Of course their debut took some time to be released on a proper label, but still not much has changed. Ramesses still like the long structures, playing a brand of doom metal that is actually closer to an extremely slowed down Hellhammer than to the more classic Black Sabbath or Saint Vitus.
The EP consists of two parts. It starts with the regular songs, all between six and nine minutes long, perfectly produced by Billy Anderson. The formula is more or less the same for each song: slow, droning metal riffs, churned out by tuned down guitar and bass, with a simple but effective drummer punching the song forward. And although everything sounds dark and evil, there is always a psychedelic undertone, as if there were a constant haze of dope smoke engulfing the band.

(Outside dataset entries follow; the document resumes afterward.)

use std::{fmt, path::PathBuf};

use anyhow::Context;
use serde::{Deserialize, de::DeserializeOwned};
use url::Url;

const DEFAULT_DATABASE: &str = "testDB";
const DEFAULT_TABLE: &str = "users";
const DEFAULT_DEBUG_PAGE: &str = "debug_data_page.html";

/// The env vars needed to log in and scrape a table.
#[derive(Debug, Deserialize)]
pub struct PmaEnv {
    base_url: String,
    pma_path: String,
    pma_username: Option<String>,
    pma_password: Option<String>,
    pma_database: Option<String>,
    pma_table: Option<String>,
    pma_debug_page: Option<String>,
}

pub struct Credentials {
    pub username: String,
    pub password: String,
}

impl fmt::Debug for Credentials {
    fn fmt(&self, f: &mut fmt::Formatter<'_>) -> fmt::Result {
        f.debug_struct("Credentials")
            .field("username", &self.username)
            .field("password", &"<redacted>")
            .finish()
    }
}

#[derive(Debug)]
pub struct PmaConfig {
    pub login_url: Url,
    pub credentials: Credentials,
    pub database: String,
    pub table: String,
    pub debug_page_path: PathBuf,
}

impl PmaConfig {
    pub fn new() -> anyhow::Result<Self> {
        Self::from_env(PmaEnv::load_from_env()?)
    }

    /// Same as [`PmaConfig::new`] but reads from the given pairs instead of
    /// the process environment.
    pub fn from_vars<I>(vars: I) -> anyhow::Result<Self>
    where
        I: IntoIterator<Item = (String, String)>,
    {
        let env = envy::from_iter::<_, PmaEnv>(vars)
            .context("failed to load env variables into config struct")?;
        Self::from_env(env)
    }

    fn from_env(env: PmaEnv) -> anyhow::Result<Self> {
        let (Some(username), Some(password)) = (
            env.pma_username.filter(|s| !s.is_empty()),
            env.pma_password.filter(|s| !s.is_empty()),
        ) else {
            return Err(anyhow::anyhow!(
                "PMA_USERNAME or PMA_PASSWORD not set in .env file or environment"
            ));
        };

        let base_url = Url::parse(&env.base_url)
            .with_context(|| format!("BASE_URL is not a valid url: {}", env.base_url))?;
        let login_url = base_url
            .join(&env.pma_path)
            .with_context(|| format!("couldn't join PMA_PATH onto BASE_URL: {}", env.pma_path))?;

        Ok(Self {
            login_url,
            credentials: Credentials { username, password },
            database: env.pma_database.unwrap_or_else(|| DEFAULT_DATABASE.to_string()),
            table: env.pma_table.unwrap_or_else(|| DEFAULT_TABLE.to_string()),
            debug_page_path: PathBuf::from(
                env.pma_debug_page
                    .unwrap_or_else(|| DEFAULT_DEBUG_PAGE.to_string()),
            ),
        })
    }
}

// Extension trait.
pub trait LoadFromEnv: DeserializeOwned {
    fn load_from_env() -> anyhow::Result<Self> {
        // Don't throw an error if .env file doesn't exist.
        let _ = dotenv::dotenv();
        let config =
            envy::from_env::<Self>().context("failed to load env variables into config struct")?;
        Ok(config)
    }
}

impl<T: DeserializeOwned> LoadFromEnv for T {}
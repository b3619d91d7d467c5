use crate::{
    authenticator::Authenticator,
    config::PmaConfig,
    requests::Session,
    table_scraper::{TableRow, TableScraper},
};

/// Everything one run needs, built from config before any request is made.
pub struct ScrapingContext {
    pub config: PmaConfig,
    pub session: Session,
    pub authenticator: Authenticator,
    pub table_scraper: TableScraper,
}

impl ScrapingContext {
    pub fn new(config: PmaConfig) -> anyhow::Result<Self> {
        let session = Session::new()?;
        let authenticator = Authenticator::new(config.login_url.clone());
        let table_scraper =
            TableScraper::new(config.login_url.clone(), config.debug_page_path.clone());
        Ok(ScrapingContext {
            config,
            session,
            authenticator,
            table_scraper,
        })
    }

    /// Logs in, then scrapes the configured table. Login failures are
    /// returned; scrape failures have already been logged and show up as an
    /// empty result.
    pub async fn run(&self) -> anyhow::Result<Vec<TableRow>> {
        self.authenticator
            .authenticate(&self.session, &self.config.credentials)
            .await?;
        let rows = self
            .table_scraper
            .fetch_table(&self.session, &self.config.database, &self.config.table)
            .await;
        Ok(rows)
    }
}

It's probably the powertrio assembly that puts so much emphasis on every single instrument, with no band member trying to be louder than the next one.
The Tomb ends with a ten minute long improvisation (Unholy Outburst #3), not your typical Ramesses song, but showing the guys from a freer side, showing possibly that their roots go back to jam blues rock stuff from the late Sixties (Blue Cheer maybe?), and giving an idea how crazy they can become during a live show.
All in all there is no real progress compared to their previous EP, but again Ramesses prove that they are one of the most ambitious extreme doom bands. Anyone who likes bands from Southern Lord Records or the equally devastating Yob will find pure slo-mo pleasure here.